[SUPPLIED DATA Boundary: Start]
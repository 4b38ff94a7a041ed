//! Latch Core
//!
//! A small, synchronous activation/deactivation propagation engine.
//!
//! Values *activate* with data and later *deactivate*. Consumers attach
//! scoped side effects to those transitions, and combinators compose several
//! sources with well-defined ordering:
//!
//! - Watchers enter in registration order and exit in reverse order.
//! - Setting an active controller exits the old value before entering the
//!   new one.
//! - Watching an active observable enters immediately.
//! - Reentrant `set`/`reset` calls from inside a watcher are queued and run
//!   as soon as the current transition completes.
//!
//! # Architecture
//!
//! - `reactive`: controllers, observables, scopes, combinators
//! - `config`: engine tunables
//! - `error`: the error type for the rare failure path
//!
//! # Example
//!
//! ```rust
//! use latch_core::{scope, Controller};
//!
//! let a: Controller<String> = Controller::new();
//! let b: Controller<String> = Controller::new();
//!
//! a.and(&b).watch(|pair: &latch_core::Both<String, String>| {
//!     println!("enter both: {pair}");
//!     scope::on_close(|| println!("exit both"))
//! });
//!
//! a.set("A".to_string());
//! b.set("B".to_string()); // enter both: A, B
//! a.reset();              // exit both
//! ```

pub mod config;
pub mod error;
pub mod reactive;

pub use config::ReactiveConfig;
pub use error::{ReactiveError, Result};
pub use reactive::{
    pair, scope, BoxedScope, Both, Controller, NodeId, Observable, OnClose, Scope, ScopeFactory,
    WatcherId,
};
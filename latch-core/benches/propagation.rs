//! Benchmarks for latch-core
//!
//! Run with: cargo bench

use std::cell::Cell;
use std::rc::Rc;

use criterion::{black_box, criterion_group, criterion_main, BenchmarkId, Criterion};
use latch_core::{scope, Controller};

fn bench_set_single_watcher(c: &mut Criterion) {
    let controller = Controller::<u64>::new();
    controller.watch(|value: &u64| {
        black_box(*value);
    });

    c.bench_function("set_single_watcher", |b| {
        b.iter(|| controller.set(black_box(42)))
    });
}

fn bench_set_many_watchers(c: &mut Criterion) {
    let mut group = c.benchmark_group("set_many_watchers");

    for count in [1usize, 10, 100] {
        let controller = Controller::<u64>::new();
        let closes = Rc::new(Cell::new(0u64));
        for _ in 0..count {
            let closes = Rc::clone(&closes);
            controller.watch(move |_: &u64| {
                let closes = Rc::clone(&closes);
                scope::on_close(move || closes.set(closes.get() + 1))
            });
        }

        group.bench_with_input(BenchmarkId::from_parameter(count), &count, |b, _| {
            b.iter(|| controller.set(black_box(7)))
        });
    }

    group.finish();
}

fn bench_chained_watchers(c: &mut Criterion) {
    let controller = Controller::<u64>::new();
    let mut tail = controller.watch(|_: &u64| ());
    for _ in 0..16 {
        tail = tail.watch(|_: &u64| ());
    }

    c.bench_function("chained_watchers_16", |b| {
        b.iter(|| {
            controller.set(black_box(1));
            controller.reset();
        })
    });
}

fn bench_conjunction_cascade(c: &mut Criterion) {
    let left = Controller::<u64>::new();
    let right = Controller::<u64>::new();
    left.and(&right).watch(|pair: &latch_core::Both<u64, u64>| {
        black_box(pair.first() + pair.second());
    });
    right.set(1);

    c.bench_function("conjunction_cascade", |b| {
        b.iter(|| left.set(black_box(2)))
    });
}

fn bench_transform_chain(c: &mut Criterion) {
    let source = Controller::<u64>::new();
    let mut derived = source.transform(|v: &u64| v + 1);
    for _ in 0..8 {
        derived = derived.transform(|v: &u64| v + 1);
    }
    derived.watch(|value: &u64| {
        black_box(*value);
    });

    c.bench_function("transform_chain_9", |b| {
        b.iter(|| source.set(black_box(0)))
    });
}

criterion_group!(
    controller_benches,
    bench_set_single_watcher,
    bench_set_many_watchers,
    bench_chained_watchers,
);

criterion_group!(
    combinator_benches,
    bench_conjunction_cascade,
    bench_transform_chain,
);

criterion_main!(controller_benches, combinator_benches);
//! Error types for the propagation engine.
//!
//! Ordinary use of controllers and combinators cannot fail. The one
//! detectable failure is a runaway reentrancy loop, where an entry handler
//! keeps requesting transitions on the node it is reacting to.

use thiserror::Error;

use crate::reactive::NodeId;

/// Errors reported by [`Controller::try_set`](crate::reactive::Controller::try_set)
/// and [`Controller::try_reset`](crate::reactive::Controller::try_reset).
#[derive(Debug, Clone, PartialEq, Eq, Error)]
pub enum ReactiveError {
    /// A node drained more queued transitions in one call than its
    /// configuration allows. The remaining queue was discarded.
    #[error("{node} exceeded {limit} chained transitions; pending transitions discarded")]
    TransitionLimit {
        /// The node whose queue overflowed.
        node: NodeId,
        /// The configured limit.
        limit: usize,
    },
}

/// Result alias used throughout the crate.
pub type Result<T> = std::result::Result<T, ReactiveError>;

#[cfg(test)]
mod tests {
    use super::*;

    #[test]
    fn transition_limit_message_names_node_and_limit() {
        let node = NodeId::new();
        let err = ReactiveError::TransitionLimit { node, limit: 8 };

        let message = err.to_string();
        assert!(message.contains(&node.to_string()));
        assert!(message.contains("8 chained transitions"));
    }
}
[SUPPLIED DATA Boundary: End]
### WHAT YOU SHOULD DO
Would you give the number of lines above that hold "left"? Only the number is needed.

### RESULT FOR THIS TASK
3